• ASSIGNMENT
Where the string "health" occurs in a line of the data below, that line should be copied.

─── DATA SECTION ───

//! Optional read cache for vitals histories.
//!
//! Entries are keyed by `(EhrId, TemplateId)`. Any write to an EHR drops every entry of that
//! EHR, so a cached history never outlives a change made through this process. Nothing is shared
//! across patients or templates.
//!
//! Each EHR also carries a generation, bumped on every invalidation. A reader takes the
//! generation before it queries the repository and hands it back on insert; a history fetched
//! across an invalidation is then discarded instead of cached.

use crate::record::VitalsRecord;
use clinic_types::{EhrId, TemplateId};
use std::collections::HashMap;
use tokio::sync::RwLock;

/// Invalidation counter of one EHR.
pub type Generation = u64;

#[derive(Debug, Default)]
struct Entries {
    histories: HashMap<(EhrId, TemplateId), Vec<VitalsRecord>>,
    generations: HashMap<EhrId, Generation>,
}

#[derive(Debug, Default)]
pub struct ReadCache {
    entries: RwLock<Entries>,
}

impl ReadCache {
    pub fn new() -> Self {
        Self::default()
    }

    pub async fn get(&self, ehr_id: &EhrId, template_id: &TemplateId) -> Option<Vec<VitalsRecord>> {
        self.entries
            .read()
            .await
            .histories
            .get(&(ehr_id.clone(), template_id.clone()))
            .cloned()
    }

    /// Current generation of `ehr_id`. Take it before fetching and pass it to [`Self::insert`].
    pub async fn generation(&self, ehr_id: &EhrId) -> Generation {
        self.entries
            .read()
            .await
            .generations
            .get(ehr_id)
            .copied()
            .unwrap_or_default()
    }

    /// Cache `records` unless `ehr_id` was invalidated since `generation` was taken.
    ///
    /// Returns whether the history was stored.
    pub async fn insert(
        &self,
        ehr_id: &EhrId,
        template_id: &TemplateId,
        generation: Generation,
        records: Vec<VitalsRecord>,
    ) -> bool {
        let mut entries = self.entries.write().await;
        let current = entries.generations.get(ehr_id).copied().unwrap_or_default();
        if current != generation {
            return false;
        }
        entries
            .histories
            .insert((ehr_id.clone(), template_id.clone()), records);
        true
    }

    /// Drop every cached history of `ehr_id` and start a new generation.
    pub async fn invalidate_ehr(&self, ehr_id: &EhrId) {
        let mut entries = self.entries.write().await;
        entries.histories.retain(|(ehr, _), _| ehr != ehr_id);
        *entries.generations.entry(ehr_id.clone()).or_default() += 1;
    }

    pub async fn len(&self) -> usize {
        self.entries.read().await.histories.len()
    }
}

───
─── DATA SECTION ───

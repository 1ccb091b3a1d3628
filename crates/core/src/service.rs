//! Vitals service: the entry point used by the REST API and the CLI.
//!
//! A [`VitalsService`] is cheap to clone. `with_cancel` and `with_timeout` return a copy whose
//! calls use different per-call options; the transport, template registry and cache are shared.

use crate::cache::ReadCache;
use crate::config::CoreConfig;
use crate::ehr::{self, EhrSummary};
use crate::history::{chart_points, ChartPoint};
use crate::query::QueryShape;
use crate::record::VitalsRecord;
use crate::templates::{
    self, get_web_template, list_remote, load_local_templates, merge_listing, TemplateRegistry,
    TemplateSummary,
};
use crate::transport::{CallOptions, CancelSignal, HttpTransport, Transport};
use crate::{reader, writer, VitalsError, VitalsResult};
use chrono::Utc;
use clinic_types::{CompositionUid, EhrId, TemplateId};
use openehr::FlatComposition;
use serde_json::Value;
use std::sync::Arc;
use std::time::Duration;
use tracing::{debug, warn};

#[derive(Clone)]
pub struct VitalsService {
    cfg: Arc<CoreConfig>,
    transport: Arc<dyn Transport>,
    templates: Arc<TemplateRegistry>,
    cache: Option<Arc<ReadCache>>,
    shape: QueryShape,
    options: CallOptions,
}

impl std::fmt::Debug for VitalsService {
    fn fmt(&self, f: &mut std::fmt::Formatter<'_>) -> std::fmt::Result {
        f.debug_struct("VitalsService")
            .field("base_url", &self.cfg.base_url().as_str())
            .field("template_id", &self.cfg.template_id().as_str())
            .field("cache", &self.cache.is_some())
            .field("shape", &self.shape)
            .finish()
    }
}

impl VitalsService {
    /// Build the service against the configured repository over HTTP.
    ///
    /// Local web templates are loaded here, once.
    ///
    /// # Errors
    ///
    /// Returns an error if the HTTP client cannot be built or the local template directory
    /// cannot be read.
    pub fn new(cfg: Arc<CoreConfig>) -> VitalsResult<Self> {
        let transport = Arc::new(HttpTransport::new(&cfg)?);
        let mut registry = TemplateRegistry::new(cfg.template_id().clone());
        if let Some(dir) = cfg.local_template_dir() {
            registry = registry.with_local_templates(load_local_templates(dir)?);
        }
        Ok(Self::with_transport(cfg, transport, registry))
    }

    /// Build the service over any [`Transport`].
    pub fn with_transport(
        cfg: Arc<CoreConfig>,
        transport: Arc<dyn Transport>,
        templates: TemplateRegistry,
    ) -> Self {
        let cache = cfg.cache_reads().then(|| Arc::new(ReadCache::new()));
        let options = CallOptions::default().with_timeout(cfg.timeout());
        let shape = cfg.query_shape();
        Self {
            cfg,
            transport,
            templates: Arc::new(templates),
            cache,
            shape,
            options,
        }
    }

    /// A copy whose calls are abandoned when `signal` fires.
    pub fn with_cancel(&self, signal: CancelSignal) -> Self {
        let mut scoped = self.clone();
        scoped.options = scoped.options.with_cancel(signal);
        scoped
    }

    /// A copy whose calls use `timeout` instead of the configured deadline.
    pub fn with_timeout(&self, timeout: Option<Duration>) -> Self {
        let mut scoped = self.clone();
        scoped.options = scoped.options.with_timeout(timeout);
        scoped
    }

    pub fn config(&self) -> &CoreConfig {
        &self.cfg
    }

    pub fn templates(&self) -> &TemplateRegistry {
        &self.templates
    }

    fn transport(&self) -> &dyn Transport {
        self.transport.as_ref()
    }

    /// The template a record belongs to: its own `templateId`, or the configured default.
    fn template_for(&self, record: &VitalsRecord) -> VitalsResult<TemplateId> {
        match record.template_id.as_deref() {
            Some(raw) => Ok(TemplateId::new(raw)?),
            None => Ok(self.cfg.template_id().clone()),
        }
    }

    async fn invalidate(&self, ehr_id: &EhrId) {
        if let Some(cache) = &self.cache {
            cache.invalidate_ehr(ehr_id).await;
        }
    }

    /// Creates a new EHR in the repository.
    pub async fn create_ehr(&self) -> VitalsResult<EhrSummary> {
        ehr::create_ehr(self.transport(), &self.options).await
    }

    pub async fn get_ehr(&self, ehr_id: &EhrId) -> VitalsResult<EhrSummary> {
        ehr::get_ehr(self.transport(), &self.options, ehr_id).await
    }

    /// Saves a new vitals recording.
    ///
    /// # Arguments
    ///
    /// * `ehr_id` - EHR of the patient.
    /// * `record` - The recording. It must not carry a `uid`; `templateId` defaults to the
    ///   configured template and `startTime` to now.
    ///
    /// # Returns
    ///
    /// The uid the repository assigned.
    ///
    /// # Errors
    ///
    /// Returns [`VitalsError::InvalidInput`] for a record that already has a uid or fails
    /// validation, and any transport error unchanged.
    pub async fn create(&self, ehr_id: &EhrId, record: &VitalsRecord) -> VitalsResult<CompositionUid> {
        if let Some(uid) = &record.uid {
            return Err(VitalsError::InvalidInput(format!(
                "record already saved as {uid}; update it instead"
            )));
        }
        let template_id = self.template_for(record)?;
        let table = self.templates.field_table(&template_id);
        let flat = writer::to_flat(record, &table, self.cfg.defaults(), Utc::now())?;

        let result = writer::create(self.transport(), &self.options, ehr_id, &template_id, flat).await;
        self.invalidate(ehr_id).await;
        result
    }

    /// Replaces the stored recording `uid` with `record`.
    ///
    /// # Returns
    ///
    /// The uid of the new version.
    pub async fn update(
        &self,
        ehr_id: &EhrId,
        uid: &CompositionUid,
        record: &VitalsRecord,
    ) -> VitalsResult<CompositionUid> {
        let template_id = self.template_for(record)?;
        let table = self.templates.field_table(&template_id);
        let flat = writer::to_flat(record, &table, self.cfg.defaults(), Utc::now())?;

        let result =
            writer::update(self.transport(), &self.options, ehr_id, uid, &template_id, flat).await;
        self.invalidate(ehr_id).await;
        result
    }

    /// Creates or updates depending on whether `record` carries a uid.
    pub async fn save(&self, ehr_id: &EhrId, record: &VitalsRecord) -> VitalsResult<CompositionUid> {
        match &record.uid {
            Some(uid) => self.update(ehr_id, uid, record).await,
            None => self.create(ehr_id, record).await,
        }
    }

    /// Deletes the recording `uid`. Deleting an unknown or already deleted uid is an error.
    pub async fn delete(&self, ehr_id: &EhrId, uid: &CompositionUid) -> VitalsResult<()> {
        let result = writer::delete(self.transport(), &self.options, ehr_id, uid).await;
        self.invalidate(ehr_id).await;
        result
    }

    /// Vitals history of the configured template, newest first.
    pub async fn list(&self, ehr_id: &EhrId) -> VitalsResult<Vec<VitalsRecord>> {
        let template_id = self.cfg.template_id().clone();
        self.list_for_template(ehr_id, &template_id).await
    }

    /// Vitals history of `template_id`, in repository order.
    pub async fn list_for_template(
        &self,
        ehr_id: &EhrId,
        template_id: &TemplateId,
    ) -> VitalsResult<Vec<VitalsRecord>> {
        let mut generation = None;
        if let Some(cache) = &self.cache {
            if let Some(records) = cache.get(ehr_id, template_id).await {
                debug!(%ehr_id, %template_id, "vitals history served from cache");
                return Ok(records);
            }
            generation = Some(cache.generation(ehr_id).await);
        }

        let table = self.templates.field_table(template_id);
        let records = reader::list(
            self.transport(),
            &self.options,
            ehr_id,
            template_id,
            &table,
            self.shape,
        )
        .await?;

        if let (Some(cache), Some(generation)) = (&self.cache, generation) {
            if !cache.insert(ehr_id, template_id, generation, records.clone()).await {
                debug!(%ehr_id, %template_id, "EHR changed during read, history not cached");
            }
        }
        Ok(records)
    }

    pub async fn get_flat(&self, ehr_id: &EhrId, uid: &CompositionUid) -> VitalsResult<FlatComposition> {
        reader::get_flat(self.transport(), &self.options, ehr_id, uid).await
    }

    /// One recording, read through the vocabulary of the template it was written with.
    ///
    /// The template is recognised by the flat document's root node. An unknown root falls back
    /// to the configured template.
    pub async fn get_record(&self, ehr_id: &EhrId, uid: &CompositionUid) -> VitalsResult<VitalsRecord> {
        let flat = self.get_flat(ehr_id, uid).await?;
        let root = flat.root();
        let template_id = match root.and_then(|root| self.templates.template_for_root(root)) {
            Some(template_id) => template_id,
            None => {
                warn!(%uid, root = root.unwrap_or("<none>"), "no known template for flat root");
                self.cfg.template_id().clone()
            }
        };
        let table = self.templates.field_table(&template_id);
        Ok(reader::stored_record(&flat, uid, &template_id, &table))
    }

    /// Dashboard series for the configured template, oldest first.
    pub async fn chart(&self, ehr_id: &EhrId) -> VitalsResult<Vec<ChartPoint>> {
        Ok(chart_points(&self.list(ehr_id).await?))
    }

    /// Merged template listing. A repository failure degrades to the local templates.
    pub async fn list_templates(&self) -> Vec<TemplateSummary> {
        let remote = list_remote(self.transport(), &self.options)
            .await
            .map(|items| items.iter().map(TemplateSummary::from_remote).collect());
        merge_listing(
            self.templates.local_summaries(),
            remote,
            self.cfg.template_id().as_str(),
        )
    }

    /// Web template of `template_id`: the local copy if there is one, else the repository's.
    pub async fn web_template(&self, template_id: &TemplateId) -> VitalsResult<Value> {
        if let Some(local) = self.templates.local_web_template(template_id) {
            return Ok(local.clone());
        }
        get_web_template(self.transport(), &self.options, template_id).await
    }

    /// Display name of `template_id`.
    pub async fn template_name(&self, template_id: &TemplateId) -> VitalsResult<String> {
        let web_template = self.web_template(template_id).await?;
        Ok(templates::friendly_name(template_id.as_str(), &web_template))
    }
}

───
─── DATA SECTION ───

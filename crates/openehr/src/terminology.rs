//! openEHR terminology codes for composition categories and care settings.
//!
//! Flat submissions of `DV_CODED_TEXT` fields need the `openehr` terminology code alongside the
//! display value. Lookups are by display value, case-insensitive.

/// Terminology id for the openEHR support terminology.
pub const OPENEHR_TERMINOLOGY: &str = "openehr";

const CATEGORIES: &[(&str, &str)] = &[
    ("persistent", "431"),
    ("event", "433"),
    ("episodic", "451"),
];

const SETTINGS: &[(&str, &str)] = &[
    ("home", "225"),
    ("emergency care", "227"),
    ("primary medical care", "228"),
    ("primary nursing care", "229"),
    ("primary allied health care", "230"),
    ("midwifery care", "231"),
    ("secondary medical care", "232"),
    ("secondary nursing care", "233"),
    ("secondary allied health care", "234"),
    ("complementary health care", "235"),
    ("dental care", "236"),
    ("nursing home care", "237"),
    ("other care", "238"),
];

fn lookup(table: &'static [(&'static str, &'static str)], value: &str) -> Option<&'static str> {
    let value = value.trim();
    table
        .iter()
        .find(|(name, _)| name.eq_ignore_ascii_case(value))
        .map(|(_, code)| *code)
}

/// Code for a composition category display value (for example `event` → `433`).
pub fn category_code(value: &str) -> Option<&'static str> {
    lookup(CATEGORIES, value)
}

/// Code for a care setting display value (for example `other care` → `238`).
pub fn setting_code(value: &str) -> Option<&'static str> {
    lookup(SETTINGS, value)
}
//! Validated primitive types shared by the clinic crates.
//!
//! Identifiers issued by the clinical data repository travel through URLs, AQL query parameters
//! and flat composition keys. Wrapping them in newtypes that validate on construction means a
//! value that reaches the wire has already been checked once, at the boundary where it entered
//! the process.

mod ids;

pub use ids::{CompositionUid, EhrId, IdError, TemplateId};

───

• ANSWER TO THIS TASK
    ("primary allied health care", "230"),
    ("secondary allied health care", "234"),
    ("complementary health care", "235"),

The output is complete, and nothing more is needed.